Most people don’t stop to consider the possibility of pest exposure to more than kitchens, food, and home foundations. But pests, whether they’re termites, beetles, or bats, can do major damage to your local library.
From paintings to documents, books to bookcases, pestzone that make their way into public libraries can present major hardships.
While libraries should make sure to stay on top of their library insurance coverage, which can protect against these kinds of risks, they should also understand what they’re up against in terms of pest control. Termites, cockroaches, and other insect-related pests are common in public spaces, including libraries, and their presence can result in great damage to wood and paper materials.

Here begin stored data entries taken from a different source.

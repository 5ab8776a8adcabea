use std::collections::HashMap;

use axum::async_trait;
use axum::extract::{FromRequestParts, Request, State};
use axum::http::{HeaderMap, StatusCode};
use axum::middleware::Next;
use axum::response::{IntoResponse, Response};
use axum::Json;
use sqlx::{Row, SqlitePool};
use uuid::Uuid;

use crate::app::AppState;
use crate::auth::AuthUser;
use crate::errors::AppError;

use super::resolver::{AccessProfile, AccessSnapshot, RoleGrant};

/// Client IP as reported by the reverse proxy. First hop of
/// `x-forwarded-for`, falling back to `x-real-ip`.
pub fn client_ip(headers: &HeaderMap) -> Option<String> {
    headers
        .get("x-forwarded-for")
        .and_then(|value| value.to_str().ok())
        .map(|value| value.split(',').next().unwrap_or(value).trim().to_string())
        .or_else(|| {
            headers
                .get("x-real-ip")
                .and_then(|value| value.to_str().ok())
                .map(String::from)
        })
}

/// Blocklist pre-check. Runs before authentication is even evaluated and
/// rejects with a terse fixed body so blocked clients learn nothing about
/// the routes behind it.
pub async fn ip_blocklist(
    State(state): State<AppState>,
    req: Request,
    next: Next,
) -> Response {
    if let Some(ip) = client_ip(req.headers()) {
        if state.config.blocked_ips.contains(&ip) {
            tracing::warn!(ip = %ip, "blocked ip rejected");
            let body = serde_json::json!({"success": false, "message": "Access denied"});
            return (StatusCode::FORBIDDEN, Json(body)).into_response();
        }
    }

    next.run(req).await
}

/// Authenticated principal with resolved permissions. Extracting this runs
/// the whole guard chain for a handler: authentication (401 on failure),
/// then a fresh permission snapshot. Handlers call `require*` for the 403
/// stage; those methods are the only boolean-to-status translation point.
#[derive(Debug, Clone)]
pub struct Access {
    pub user_id: Uuid,
    pub profile: AccessProfile,
}

impl Access {
    pub fn require(&self, slug: &str) -> Result<(), AppError> {
        if self.profile.has_permission(slug) {
            Ok(())
        } else {
            tracing::debug!(user_id = %self.user_id, permission = %slug, "permission denied");
            Err(AppError::forbidden(format!("missing permission: {slug}")))
        }
    }

    pub fn require_any(&self, slugs: &[&str]) -> Result<(), AppError> {
        if self.profile.has_any_permission(slugs) {
            Ok(())
        } else {
            Err(AppError::forbidden(format!(
                "missing all of: {}",
                slugs.join(", ")
            )))
        }
    }

}

/// Load the authorization snapshot for a user. Reads the registry fresh on
/// every request so super-admins see permissions created after their roles
/// were assigned.
pub async fn load_snapshot(pool: &SqlitePool, user_id: Uuid) -> Result<Option<AccessSnapshot>, AppError> {
    let user_row = sqlx::query("SELECT id, is_admin FROM users WHERE id = ? AND deleted_at IS NULL")
        .bind(user_id.to_string())
        .fetch_optional(pool)
        .await?;

    let Some(user_row) = user_row else {
        return Ok(None);
    };

    let is_admin_flag: bool = user_row.get("is_admin");

    let grant_rows = sqlx::query(
        "SELECT r.slug AS role_slug, p.slug AS permission_slug \
         FROM user_roles ur \
         JOIN roles r ON r.id = ur.role_id \
         LEFT JOIN role_permissions rp ON rp.role_id = r.id \
         LEFT JOIN permissions p ON p.id = rp.permission_id \
         WHERE ur.user_id = ?",
    )
    .bind(user_id.to_string())
    .fetch_all(pool)
    .await?;

    let mut grants: HashMap<String, Vec<String>> = HashMap::new();
    for row in &grant_rows {
        let role_slug: String = row.get("role_slug");
        let entry = grants.entry(role_slug).or_default();
        if let Some(permission) = row.get::<Option<String>, _>("permission_slug") {
            entry.push(permission);
        }
    }

    let roles = grants
        .into_iter()
        .map(|(slug, permissions)| RoleGrant { slug, permissions })
        .collect();

    let registry = sqlx::query_scalar::<_, String>("SELECT slug FROM permissions")
        .fetch_all(pool)
        .await?;

    Ok(Some(AccessSnapshot {
        user_id,
        is_admin_flag,
        roles,
        registry,
    }))
}

#[async_trait]
impl axum::extract::FromRequestParts<AppState> for Access {
    type Rejection = AppError;

    async fn from_request_parts(
        parts: &mut axum::http::request::Parts,
        state: &AppState,
    ) -> Result<Self, Self::Rejection> {
        let auth = AuthUser::from_request_parts(parts, state).await?;

        let snapshot = load_snapshot(&state.pool, auth.user_id)
            .await?
            .ok_or_else(|| AppError::unauthorized("unknown user"))?;

        Ok(Access {
            user_id: auth.user_id,
            profile: AccessProfile::resolve(Some(&snapshot)),
        })
    }
}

In the past, pest control using involved using regular insecticides to the infested areas and to the objects that were impacted. But with recent health and safety concerns related to the use of these chemicals, pest control options have changed.
Here are some ways in which libraries can take care of pests, no matter what form they show up in.
Isolation of contaminated items can be a method to indicate the presence of an active infestation. Through isolating, inspecting, and cleaning infected areas and items entering the institutions, libraries are helping to avoid letting pests gain access to the rest of the library and its contents.
Freezing, or controlled low-temperature treatment, is a common pest control and inspection choice in libraries and other public buildings. While not all items can be frozen, such as sensitive archives and documents, the ones that can undergo this treatment will sustain no damage. These items include oil and acrylic paintings, photographic materials, and audio-visual items. Freezing is carried out as a preventative measure whenever collections are moved into a new facility.
On the flip side, heat treatment for infested artifacts is probably the most effective method to eradicate pests. This method will ensure 100-percent, complete efficacy in taking care of insects. This is also an inexpensive option for libraries compared to other treatments and is easy to execute.
Baiting systems are growingly popular among public buildings, typically involving a non-toxic material. This includes large-scale consumption from pests that are literally baited into being eradicated. This method features a non-toxic bait that is replaced by a bait containing a slow-acting insect growth regulator that changes the breeding cycle of insects.
From here, the insect population is reduced and the colony as a whole withers away. This method is a top choice for libraries looking to take care of subterranean termites and is considered safer and more humane.
Gassing Pests Out
Nitrogen or argon gas in sealed enclosures can completely eradicate insect pests. This is an effective alternative to using toxic substances and works by reducing the oxygen levels in an infested area up to 99.9 percent.